◆ TASK TO COMPLETE ◆
Each line of the material below should be retyped precisely as it appears.

··· SOURCE DATA

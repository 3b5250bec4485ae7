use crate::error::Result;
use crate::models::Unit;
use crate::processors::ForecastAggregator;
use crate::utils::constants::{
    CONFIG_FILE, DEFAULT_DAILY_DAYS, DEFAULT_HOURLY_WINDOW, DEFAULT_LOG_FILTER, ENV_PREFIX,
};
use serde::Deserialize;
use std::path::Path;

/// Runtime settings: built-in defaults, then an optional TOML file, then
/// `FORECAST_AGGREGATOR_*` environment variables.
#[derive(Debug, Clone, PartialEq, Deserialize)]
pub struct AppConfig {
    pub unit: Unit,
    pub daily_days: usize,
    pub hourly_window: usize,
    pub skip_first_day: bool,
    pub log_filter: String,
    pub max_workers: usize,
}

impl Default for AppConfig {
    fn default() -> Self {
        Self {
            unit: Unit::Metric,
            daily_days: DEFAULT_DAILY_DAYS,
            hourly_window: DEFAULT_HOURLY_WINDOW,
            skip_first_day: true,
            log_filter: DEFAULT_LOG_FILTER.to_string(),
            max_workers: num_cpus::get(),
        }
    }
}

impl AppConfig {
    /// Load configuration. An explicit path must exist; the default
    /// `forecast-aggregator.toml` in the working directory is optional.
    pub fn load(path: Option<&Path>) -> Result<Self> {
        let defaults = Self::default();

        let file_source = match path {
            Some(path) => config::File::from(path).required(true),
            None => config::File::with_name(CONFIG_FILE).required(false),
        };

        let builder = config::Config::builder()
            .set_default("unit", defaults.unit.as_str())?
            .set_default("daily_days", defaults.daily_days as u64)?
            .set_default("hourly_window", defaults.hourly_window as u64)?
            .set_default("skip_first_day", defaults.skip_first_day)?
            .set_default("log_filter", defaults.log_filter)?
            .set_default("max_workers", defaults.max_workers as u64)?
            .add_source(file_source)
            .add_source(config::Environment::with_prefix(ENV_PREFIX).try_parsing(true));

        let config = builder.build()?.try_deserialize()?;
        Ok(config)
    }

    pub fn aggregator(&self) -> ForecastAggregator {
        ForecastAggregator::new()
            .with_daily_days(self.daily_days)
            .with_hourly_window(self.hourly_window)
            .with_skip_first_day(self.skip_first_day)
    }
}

······

◆ SOLUTION TO THIS EXERCISE ◆
repository 3b5250bec4485ae7
use crate::error::Result;
use crate::models::Unit;
use crate::processors::ForecastAggregator;
use crate::utils::constants::{
    CONFIG_FILE, DEFAULT_DAILY_DAYS, DEFAULT_HOURLY_WINDOW, DEFAULT_LOG_FILTER, ENV_PREFIX,
};
use serde::Deserialize;
use std::path::Path;

/// Runtime settings: built-in defaults, then an optional TOML file, then
/// `FORECAST_AGGREGATOR_*` environment variables.
#[derive(Debug, Clone, PartialEq, Deserialize)]
pub struct AppConfig {
    pub unit: Unit,
    pub daily_days: usize,
    pub hourly_window: usize,
    pub skip_first_day: bool,
    pub log_filter: String,
    pub max_workers: usize,
}

impl Default for AppConfig {
    fn default() -> Self {
        Self {
            unit: Unit::Metric,
            daily_days: DEFAULT_DAILY_DAYS,
            hourly_window: DEFAULT_HOURLY_WINDOW,
            skip_first_day: true,
            log_filter: DEFAULT_LOG_FILTER.to_string(),
            max_workers: num_cpus::get(),
        }
    }
}

impl AppConfig {
    /// Load configuration. An explicit path must exist; the default
    /// `forecast-aggregator.toml` in the working directory is optional.
    pub fn load(path: Option<&Path>) -> Result<Self> {
        let defaults = Self::default();

        let file_source = match path {
            Some(path) => config::File::from(path).required(true),
            None => config::File::with_name(CONFIG_FILE).required(false),
        };

        let builder = config::Config::builder()
            .set_default("unit", defaults.unit.as_str())?
            .set_default("daily_days", defaults.daily_days as u64)?
            .set_default("hourly_window", defaults.hourly_window as u64)?
            .set_default("skip_first_day", defaults.skip_first_day)?
            .set_default("log_filter", defaults.log_filter)?
            .set_default("max_workers", defaults.max_workers as u64)?
            .add_source(file_source)
            .add_source(config::Environment::with_prefix(ENV_PREFIX).try_parsing(true));

        let config = builder.build()?.try_deserialize()?;
        Ok(config)
    }

    pub fn aggregator(&self) -> ForecastAggregator {
        ForecastAggregator::new()
            .with_daily_days(self.daily_days)
            .with_hourly_window(self.hourly_window)
            .with_skip_first_day(self.skip_first_day)
    }
}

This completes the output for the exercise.